Small screen, big opportunity

June 2011 Perimeter Security, Alarms & Intruder Detection

Tony Makosinski, of the Honeywell Security Group, analyses another consumer technology trend impacting the future of the security industry.

There is no denying that smartphones have revolutionised the consumer technology market. Adoption of smartphones has been astounding with Gartner reporting a 48% increase in sales in Q1 2010 versus the same period last year. Consumers love the way these devices let them intuitively browse through icons, customise their screen and download applications using touch screen technology. The phone has expanded way beyond its original purpose, and is thriving as a result.

The effect of this trend on other industries cannot be underestimated and has completely changed a consumer’s outlook in terms of what they can expect from a small screen. Digital interfaces are increasingly expected to be touch-screen operated, with multiple layers of information and functionality. From gaming devices through to satellite navigate systems; no one expects to read a manual before operating technology any more.

The impact of smartphones on the security industry could be profound. Indeed, we are already seeing the effects. At Honeywell, there has been strong consumer interest in our TouchCenter keypad, with feedback from security managers and installers that the touch screen option has been popular among users. In response, we launched an updated version of the product in August 2010. So what can touch screen keypads offer, and why should installers consider them over and above the cheaper conventional options?

Traditionally alarm keypads have been made up of two lines of 16 characters. Using this limited template, all combinations of alarm programming and setting, user management, log requests and any other commands must be controlled. As any regular user knows, it involves a lot of scrolling between options and often requires a reference to the printed instruction manual for commands that are not routine. In a world with touch technology, apps and icons galore, there will increasingly be limited patience for this kind of tool among customers, particularly among more technology savvy people.

Touch-operated keypads represent a significant step in the growth of the security industry. They enable users to see clearly on screen which alarms are set and unset and which areas are locked using icons and plain English. Adding and removing users is simplified with a self-explanatory menu and layered levels of information providing in-depth detail on the user who is operating the system. Logs are easy to read and understand on the screen, showing who did what, when. A bigger screen and more readily accessible information combine to make the user experience more intuitive.

Another key benefit of touch screen keypads is that they provide an on-screen version of an instruction manual that is readily accessible to the end-user. In the same way most employees are used to clicking on the blue question mark that triggers a help menu in Microsoft Word, the same approach is integrated into the keypad, making it more logical and natural. With the best will in the world, keeping a printed manual in a prominent place and ensuring it is stored there permanently is very difficult to do. The touch keypad help menu is a 21st century solution to that age-old problem.

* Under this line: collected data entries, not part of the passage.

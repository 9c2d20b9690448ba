
use chrono::Utc;
use sqlx::sqlite::{SqliteConnectOptions, SqlitePool, SqlitePoolOptions};
use sqlx::Row;
use std::path::Path;
use std::str::FromStr;
use threadcast_core::{
    CoreError, DatabaseError, DedupLedger, LedgerBackend, LedgerConfig, MemoryLedger,
};
use tracing::{debug, info};

pub struct Database {
    connection_string: String,
    pool: Option<SqlitePool>,
}

impl Database {
    pub fn new(connection_string: String) -> Self {
        Self {
            connection_string,
            pool: None,
        }
    }

    /// Database stored in the file at `path`, created on first connect.
    pub fn at_path(path: &str) -> Self {
        Self::new(format!("sqlite://{}", path))
    }

    pub async fn connect(&mut self) -> Result<(), CoreError> {
        let options = SqliteConnectOptions::from_str(&self.connection_string)
            .map_err(|e| DatabaseError::ConnectionFailed {
                reason: e.to_string(),
            })?
            .create_if_missing(true);

        // A single connection serialises ledger writes.
        let pool = SqlitePoolOptions::new()
            .max_connections(1)
            .connect_with(options)
            .await
            .map_err(|e| DatabaseError::ConnectionFailed {
                reason: e.to_string(),
            })?;

        info!("Connected to {}", self.connection_string);
        self.pool = Some(pool);
        Ok(())
    }

    pub async fn run_migrations(&self) -> Result<(), CoreError> {
        sqlx::migrate!("./migrations")
            .run(self.pool()?)
            .await
            .map_err(|e| DatabaseError::MigrationFailed {
                migration: e.to_string(),
            })?;
        debug!("Database migrations applied");
        Ok(())
    }

    fn pool(&self) -> Result<&SqlitePool, CoreError> {
        self.pool
            .as_ref()
            .ok_or(CoreError::Database(DatabaseError::NotConnected))
    }

    pub async fn close(&self) {
        if let Some(pool) = &self.pool {
            pool.close().await;
        }
    }

    pub async fn is_processed(&self, item_id: &str) -> Result<bool, CoreError> {
        let row = sqlx::query("SELECT 1 FROM processed_items WHERE item_id = ?")
            .bind(item_id)
            .fetch_optional(self.pool()?)
            .await
            .map_err(DatabaseError::from)?;
        Ok(row.is_some())
    }

    /// Records `item_id`. Recording the same item twice keeps the first row.
    pub async fn mark_processed(&self, item_id: &str) -> Result<(), CoreError> {
        sqlx::query("INSERT OR IGNORE INTO processed_items (item_id, processed_at) VALUES (?, ?)")
            .bind(item_id)
            .bind(Utc::now().to_rfc3339())
            .execute(self.pool()?)
            .await
            .map_err(|e| DatabaseError::QueryFailed {
                query: format!("insert processed item {}: {}", item_id, e),
            })?;
        Ok(())
    }

    pub async fn processed_count(&self) -> Result<u64, CoreError> {
        let row = sqlx::query("SELECT COUNT(*) AS count FROM processed_items")
            .fetch_one(self.pool()?)
            .await
            .map_err(DatabaseError::from)?;
        let count: i64 = row.try_get("count").map_err(DatabaseError::from)?;
        Ok(count as u64)
    }
}

/// Ledger kept in a SQLite file so processed items survive restarts.
pub struct SqliteLedger {
    db: Database,
}

impl SqliteLedger {
    pub async fn open(path: &str) -> Result<Self, CoreError> {
        if let Some(parent) = Path::new(path).parent() {
            if !parent.as_os_str().is_empty() {
                std::fs::create_dir_all(parent)?;
            }
        }
        let mut db = Database::at_path(path);
        db.connect().await?;
        db.run_migrations().await?;
        Ok(Self { db })
    }

    pub fn database(&self) -> &Database {
        &self.db
    }
}

impl DedupLedger for SqliteLedger {
    async fn contains(&self, item_id: &str) -> Result<bool, CoreError> {
        self.db.is_processed(item_id).await
    }

    async fn add(&mut self, item_id: &str) -> Result<(), CoreError> {
        self.db.mark_processed(item_id).await
    }
}

/// The ledger backend chosen at startup.
pub enum LedgerStore {
    Memory(MemoryLedger),
    Sqlite(SqliteLedger),
}

impl LedgerStore {
    pub async fn open(config: &LedgerConfig) -> Result<Self, CoreError> {
        match config.backend {
            LedgerBackend::Memory => {
                info!("Using in-memory ledger; processed items are forgotten on restart");
                Ok(LedgerStore::Memory(MemoryLedger::new()))
            }
            LedgerBackend::Sqlite => {
                info!("Using SQLite ledger at {}", config.path);
                Ok(LedgerStore::Sqlite(SqliteLedger::open(&config.path).await?))
            }
        }
    }
}

impl DedupLedger for LedgerStore {
    async fn contains(&self, item_id: &str) -> Result<bool, CoreError> {
        match self {
            LedgerStore::Memory(ledger) => ledger.contains(item_id).await,
            LedgerStore::Sqlite(ledger) => ledger.contains(item_id).await,
        }
    }

    async fn add(&mut self, item_id: &str) -> Result<(), CoreError> {
        match self {
            LedgerStore::Memory(ledger) => ledger.add(item_id).await,
            LedgerStore::Sqlite(ledger) => ledger.add(item_id).await,
        }
    }
}
use crate::{api, rate_limiter, retry, RedditClient, RedditOAuth2Config, RedditToken};
use std::time::{Duration, SystemTime};

fn create_test_config() -> RedditOAuth2Config {
    RedditOAuth2Config::new(
        "test_client_id".to_string(),
        "test_client_secret".to_string(),
        "threadcast/1.0 by test_user".to_string(),
    )
}

#[test]
fn test_config_creation() {
    let config = create_test_config();
    assert_eq!(config.client_id, "test_client_id");
    assert_eq!(config.client_secret, "test_client_secret");
    assert_eq!(config.user_agent, "threadcast/1.0 by test_user");
    assert_eq!(config.token_url, "https://www.reddit.com/api/v1/access_token");
    assert_eq!(config.api_base, api::REDDIT_API_BASE);
}

#[test]
fn test_config_with_endpoints() {
    let config = create_test_config().with_endpoints(
        "http://127.0.0.1:9000/api/v1/access_token".to_string(),
        "http://127.0.0.1:9000".to_string(),
    );
    assert_eq!(config.token_url, "http://127.0.0.1:9000/api/v1/access_token");
    assert_eq!(config.api_base, "http://127.0.0.1:9000");
}

#[test]
fn test_client_creation() {
    let client = RedditClient::new(create_test_config()).unwrap();
    assert!(!tokio_test::block_on(client.is_authenticated()));
    assert_eq!(client.config().client_id, "test_client_id");
}

#[test]
fn test_invalid_token_url_is_rejected() {
    let config = create_test_config().with_endpoints(
        "not a url".to_string(),
        "http://127.0.0.1:9000".to_string(),
    );
    assert!(RedditClient::new(config).is_err());
}

#[test]
fn test_token_expiry() {
    let now = SystemTime::now();

    let valid_token = RedditToken {
        access_token: "valid_token".to_string(),
        expires_at: now + Duration::from_secs(3600),
        scope: vec!["read".to_string()],
    };
    assert!(!valid_token.is_expired());
    assert!(!valid_token.needs_refresh());

    let almost_expired = RedditToken {
        access_token: "almost".to_string(),
        expires_at: now + Duration::from_secs(30),
        scope: vec!["read".to_string()],
    };
    assert!(!almost_expired.is_expired());
    assert!(almost_expired.needs_refresh());

    let expired_token = RedditToken {
        access_token: "expired_token".to_string(),
        expires_at: now - Duration::from_secs(3600),
        scope: vec!["read".to_string()],
    };
    assert!(expired_token.is_expired());
    assert!(expired_token.needs_refresh());
}

#[tokio::test]
async fn test_cached_token_is_reused() {
    let client = RedditClient::new(create_test_config()).unwrap();
    client
        .set_token(RedditToken::new(
            "cached".to_string(),
            Duration::from_secs(3600),
            vec!["read".to_string()],
        ))
        .await;

    assert!(client.is_authenticated().await);
    assert_eq!(client.access_token().await.unwrap(), "cached");
}

#[test]
fn test_token_serialization() {
    let token = RedditToken {
        access_token: "test_access_token".to_string(),
        expires_at: SystemTime::UNIX_EPOCH + Duration::from_secs(1640995200),
        scope: vec!["read".to_string()],
    };

    let serialized = serde_json::to_string(&token).unwrap();
    assert!(serialized.contains("test_access_token"));

    let deserialized: RedditToken = serde_json::from_str(&serialized).unwrap();
    assert_eq!(deserialized.access_token, token.access_token);
    assert_eq!(deserialized.expires_at, token.expires_at);
    assert_eq!(deserialized.scope, token.scope);
}

#[tokio::test]
async fn test_rate_limiter_defaults() {
    let limiter = rate_limiter::RateLimiter::new(rate_limiter::RateLimitConfig::reddit_oauth());
    assert_eq!(limiter.max_tokens(), 10);
    assert!(limiter.available_tokens().await > 0);
}

#[test]
fn test_client_accepts_retry_config() {
    let client = RedditClient::new(create_test_config())
        .unwrap()
        .with_retry_config(retry::RetryConfig {
            max_attempts: 1,
            ..Default::default()
        })
        .with_comment_depth(1);
    assert_eq!(client.retry.config().max_attempts, 1);
    assert_eq!(client.comment_depth, 1);
}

Taken together the simplification of alarm operation and easy-to-access help tools mean that touch screen keypads not only provide an enhanced user experience, but also minimise the risk of false alarm activation and unnecessary installer call outs. Time normally spent supporting simple requests can be better used by installers to actually grow their business or support more complex user issues. Reducing false alarms also helps remove the burden from local police so they can focus their resources in an effective way.

Touch screen keypads also offer the option of customisation for the end-user. For a residential system, the customer may wish to display a family photo on the screen. Businesses looking for a professional touch to the keypad could display a logo or branding on the screen so that the keypad adds to the overall look and feel of the professional environment. Finally, even if a customer does not wish to take advantage of customisation, an installer can add his/her contact details and branding so users can quickly contact them for support and new business opportunities can be developed.

Beyond the practical examples outlined above, there is also a more long-term rationale for installers championing the use of touch screen technology. Consumers and businesses are increasingly looking for ways to use one screen as a command centre point to lots of converging technologies. Just as the mobile phone has become a screen used to control messaging, social media and music services, the intruder alarm must also aspire to become more than just another screen in the home with one function. It is already possible for example to integrate lighting or gate controls with an alarm system, allowing all to be controlled from one panel and interface.

This final thought is an exciting one. If the touch screen allows an alarm system to become one of the central digital command centres within a home or business, the opportunities for manufacturers and installers are simply immense. Installers will see demand for touch screen keypads increasing and will be in a position to cross sell other services to the end user. Above all, it means our industry will become more and more indispensable, valued and future proof, and at the forefront of technological progress and innovation. At Honeywell, we are excited to be a part of it.